Using the records below, output the stretch that opens with the line containing "let w0 = ((1.0 - t) * omega).sin() / sin;" and closes with the line containing "Cosine of the", exactly and including both lines, with nothing more.

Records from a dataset
* * *

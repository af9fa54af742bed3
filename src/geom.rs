// Copyright (c) 2026, Chad Hogan
// All rights reserved.
//
// This source code is licensed under the BSD-3-Clause license found in the
// LICENSE file in the root directory of this source tree.

use nalgebra::Vector3;

use crate::core::Mesh;

/// A ray with origin `org` and unit direction `dir`.
#[derive(Debug, Clone, Copy, PartialEq)]
pub struct Ray3 {
    /// Origin of the ray.
    pub org: Vector3<f64>,
    /// Unit direction of the ray.
    pub dir: Vector3<f64>,
}

impl Ray3 {
    /// Create a ray; `dir` is normalized.
    pub fn new(org: Vector3<f64>, dir: Vector3<f64>) -> Self {
        Ray3 {
            org,
            dir: dir.normalize(),
        }
    }

    /// Point at arc length `t` along the ray.
    pub fn point(&self, t: f64) -> Vector3<f64> {
        self.org + t * self.dir
    }
}

/// Spherical linear interpolation between the directions of `p0` and
/// `p1` with barycentric weights `(1 - t, t)`. The result has unit norm.
///
/// Falls back to normalized linear interpolation when the directions
/// (nearly) coincide.
pub fn slerp(p0: &Vector3<f64>, p1: &Vector3<f64>, t: f64) -> Vector3<f64> {
    let q0 = p0.normalize();
    let q1 = p1.normalize();
    let cos = q0.dot(&q1).clamp(-1.0, 1.0);
    let omega = cos.acos();
    let sin = omega.sin();
    if sin.abs() < 1e-12 {
        return ((1.0 - t) * q0 + t * q1).normalize();
    }
    let w0 = ((1.0 - t) * omega).sin() / sin;
    let w1 = (t * omega).sin() / sin;
    (w0 * q0 + w1 * q1).normalize()
}

/// Cosine of the angle at `x` between `x0 - x` and `x1 - x`.
pub fn cos_angle_at(x: &Vector3<f64>, x0: &Vector3<f64>, x1: &Vector3<f64>) -> f64 {
    let d0 = x0 - x;
    let d1 = x1 - x;
    d0.dot(&d1) / (d0.norm() * d1.norm())
}

/// True if `x`, `x0` and `x1` lie on a common line within `atol`.
pub fn is_collinear(x: &Vector3<f64>, x0: &Vector3<f64>, x1: &Vector3<f64>, atol: f64) -> bool {
    let cos = cos_angle_at(x, x0, x1);
    !cos.is_finite() || (1.0 - cos.abs()).abs() < atol
}

/// Scale-free coplanarity measure of `x` and the triangle `xs`: the
/// volume spanned by `xs[i] - x` divided by the product of their lengths.
/// Zero for coplanar points, bounded by one.
pub fn coplanarity(x: &Vector3<f64>, xs: &[Vector3<f64>; 3]) -> f64 {
    let d0 = xs[0] - x;
    let d1 = xs[1] - x;
    let d2 = xs[2] - x;
    let vol = d0.dot(&d1.cross(&d2));
    vol.abs() / (d0.norm() * d1.norm() * d2.norm())
}

/// Union of the cells incident on each vertex in `verts`, without
/// duplicates.
pub fn incident_cells<M: Mesh + ?Sized>(mesh: &M, verts: &[usize]) -> Vec<usize> {
    let mut cells: Vec<usize> = Vec::new();
    for &l in verts {
        for &lc in mesh.vertex_cells(l) {
            if !cells.contains(&lc) {
                cells.push(lc);
            }
        }
    }
    cells
}

/// True if any cell in `cells` contains `p`.
pub fn any_cell_contains<M: Mesh + ?Sized>(mesh: &M, cells: &[usize], p: &Vector3<f64>) -> bool {
    cells.iter().any(|&lc| mesh.cell_contains_point(lc, p))
}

* * *

--- Output of the exercise ---
    let w0 = ((1.0 - t) * omega).sin() / sin;
    let w1 = (t * omega).sin() / sin;
    (w0 * q0 + w1 * q1).normalize()
}

/// Cosine of the angle at `x` between `x0 - x` and `x1 - x`.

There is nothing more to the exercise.